Stored items from a collection =>
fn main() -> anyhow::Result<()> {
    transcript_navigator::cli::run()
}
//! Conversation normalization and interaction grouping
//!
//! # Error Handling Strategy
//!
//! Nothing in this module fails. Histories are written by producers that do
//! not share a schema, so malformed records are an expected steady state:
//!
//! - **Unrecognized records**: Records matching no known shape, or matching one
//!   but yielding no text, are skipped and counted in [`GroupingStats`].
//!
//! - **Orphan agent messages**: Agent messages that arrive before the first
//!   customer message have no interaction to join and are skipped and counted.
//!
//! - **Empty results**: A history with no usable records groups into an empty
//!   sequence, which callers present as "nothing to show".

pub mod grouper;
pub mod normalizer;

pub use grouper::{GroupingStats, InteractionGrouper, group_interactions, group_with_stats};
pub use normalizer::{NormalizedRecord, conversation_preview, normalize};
---
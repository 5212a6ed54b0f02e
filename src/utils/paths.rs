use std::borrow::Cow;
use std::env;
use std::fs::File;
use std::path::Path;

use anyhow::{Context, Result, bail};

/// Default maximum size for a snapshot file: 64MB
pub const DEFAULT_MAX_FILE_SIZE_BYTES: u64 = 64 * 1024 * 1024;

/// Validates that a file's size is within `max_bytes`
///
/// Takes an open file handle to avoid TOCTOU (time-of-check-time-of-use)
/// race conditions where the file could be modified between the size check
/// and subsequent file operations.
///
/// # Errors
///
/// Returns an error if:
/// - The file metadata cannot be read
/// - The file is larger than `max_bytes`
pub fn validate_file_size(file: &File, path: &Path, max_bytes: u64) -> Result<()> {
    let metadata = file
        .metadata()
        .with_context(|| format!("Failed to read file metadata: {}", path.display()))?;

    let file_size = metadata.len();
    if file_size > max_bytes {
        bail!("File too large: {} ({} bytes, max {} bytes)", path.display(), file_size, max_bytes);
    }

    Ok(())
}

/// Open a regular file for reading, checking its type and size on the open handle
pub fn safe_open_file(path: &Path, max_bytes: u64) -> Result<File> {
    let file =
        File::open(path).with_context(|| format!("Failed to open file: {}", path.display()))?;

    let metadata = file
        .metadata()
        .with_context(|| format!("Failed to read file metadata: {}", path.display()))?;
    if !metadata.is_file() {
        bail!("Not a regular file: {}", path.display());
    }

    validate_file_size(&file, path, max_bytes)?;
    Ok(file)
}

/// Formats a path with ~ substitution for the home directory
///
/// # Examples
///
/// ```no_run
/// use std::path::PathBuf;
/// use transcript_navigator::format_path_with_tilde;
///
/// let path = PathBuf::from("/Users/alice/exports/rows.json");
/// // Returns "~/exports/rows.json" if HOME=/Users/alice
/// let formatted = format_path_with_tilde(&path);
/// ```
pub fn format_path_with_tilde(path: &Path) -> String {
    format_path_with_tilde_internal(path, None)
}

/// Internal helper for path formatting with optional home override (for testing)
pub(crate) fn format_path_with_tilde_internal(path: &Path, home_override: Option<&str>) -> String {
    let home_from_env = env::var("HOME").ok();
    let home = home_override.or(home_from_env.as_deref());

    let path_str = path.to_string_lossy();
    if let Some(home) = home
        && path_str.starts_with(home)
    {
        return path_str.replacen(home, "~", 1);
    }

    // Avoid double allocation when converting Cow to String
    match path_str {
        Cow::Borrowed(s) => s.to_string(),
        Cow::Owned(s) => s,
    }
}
* * *
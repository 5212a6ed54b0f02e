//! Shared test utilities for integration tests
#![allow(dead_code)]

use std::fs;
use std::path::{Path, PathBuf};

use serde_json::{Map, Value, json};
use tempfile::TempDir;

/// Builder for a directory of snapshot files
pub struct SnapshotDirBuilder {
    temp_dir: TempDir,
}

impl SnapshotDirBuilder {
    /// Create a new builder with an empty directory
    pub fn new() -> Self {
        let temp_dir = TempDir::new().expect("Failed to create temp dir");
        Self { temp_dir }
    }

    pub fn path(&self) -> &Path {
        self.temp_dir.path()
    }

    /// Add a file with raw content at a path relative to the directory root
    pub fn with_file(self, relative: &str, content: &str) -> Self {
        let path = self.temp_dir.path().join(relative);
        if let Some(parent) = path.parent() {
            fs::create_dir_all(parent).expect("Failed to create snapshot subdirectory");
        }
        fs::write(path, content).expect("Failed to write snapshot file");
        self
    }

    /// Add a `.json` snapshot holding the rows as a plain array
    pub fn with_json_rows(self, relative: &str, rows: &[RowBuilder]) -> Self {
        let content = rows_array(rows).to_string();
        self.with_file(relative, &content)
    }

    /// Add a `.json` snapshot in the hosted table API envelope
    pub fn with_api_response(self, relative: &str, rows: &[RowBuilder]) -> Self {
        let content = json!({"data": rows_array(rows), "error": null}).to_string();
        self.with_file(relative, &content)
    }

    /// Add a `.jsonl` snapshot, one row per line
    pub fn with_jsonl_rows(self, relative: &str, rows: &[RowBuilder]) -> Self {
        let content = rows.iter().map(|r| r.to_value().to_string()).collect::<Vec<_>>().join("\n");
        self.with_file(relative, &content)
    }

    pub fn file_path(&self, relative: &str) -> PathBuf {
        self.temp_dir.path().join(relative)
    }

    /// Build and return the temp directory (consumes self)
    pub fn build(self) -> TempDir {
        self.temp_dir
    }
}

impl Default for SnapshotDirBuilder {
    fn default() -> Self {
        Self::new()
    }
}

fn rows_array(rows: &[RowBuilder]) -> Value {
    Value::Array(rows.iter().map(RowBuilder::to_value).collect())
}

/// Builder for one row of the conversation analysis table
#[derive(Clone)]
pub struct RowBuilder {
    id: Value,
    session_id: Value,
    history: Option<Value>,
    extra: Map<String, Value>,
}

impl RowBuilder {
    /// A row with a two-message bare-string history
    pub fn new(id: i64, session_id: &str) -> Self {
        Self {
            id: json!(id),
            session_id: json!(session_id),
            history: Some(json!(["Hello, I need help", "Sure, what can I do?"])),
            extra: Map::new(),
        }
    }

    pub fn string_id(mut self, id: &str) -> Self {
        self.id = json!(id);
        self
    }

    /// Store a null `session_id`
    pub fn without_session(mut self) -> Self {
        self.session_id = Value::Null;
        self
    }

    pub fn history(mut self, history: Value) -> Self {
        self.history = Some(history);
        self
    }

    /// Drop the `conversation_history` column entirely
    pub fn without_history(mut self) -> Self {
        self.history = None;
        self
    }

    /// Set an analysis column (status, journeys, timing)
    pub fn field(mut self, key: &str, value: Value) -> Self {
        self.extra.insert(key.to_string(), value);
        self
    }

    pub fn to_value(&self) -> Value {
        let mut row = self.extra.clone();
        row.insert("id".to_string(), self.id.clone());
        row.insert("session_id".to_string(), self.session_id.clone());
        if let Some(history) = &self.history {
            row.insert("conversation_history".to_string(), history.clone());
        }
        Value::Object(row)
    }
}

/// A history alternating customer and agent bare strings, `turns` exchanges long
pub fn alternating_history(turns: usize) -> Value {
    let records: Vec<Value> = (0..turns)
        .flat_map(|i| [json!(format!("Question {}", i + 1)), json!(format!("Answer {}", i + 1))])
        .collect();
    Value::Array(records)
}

Aim of the task =>
Show every line in the entries above that contains the string "join".

Written response =>
//!   customer message have no interaction to join and are skipped and counted.
        let path = self.temp_dir.path().join(relative);
        let content = rows.iter().map(|r| r.to_value().to_string()).collect::<Vec<_>>().join("\n");
        self.temp_dir.path().join(relative)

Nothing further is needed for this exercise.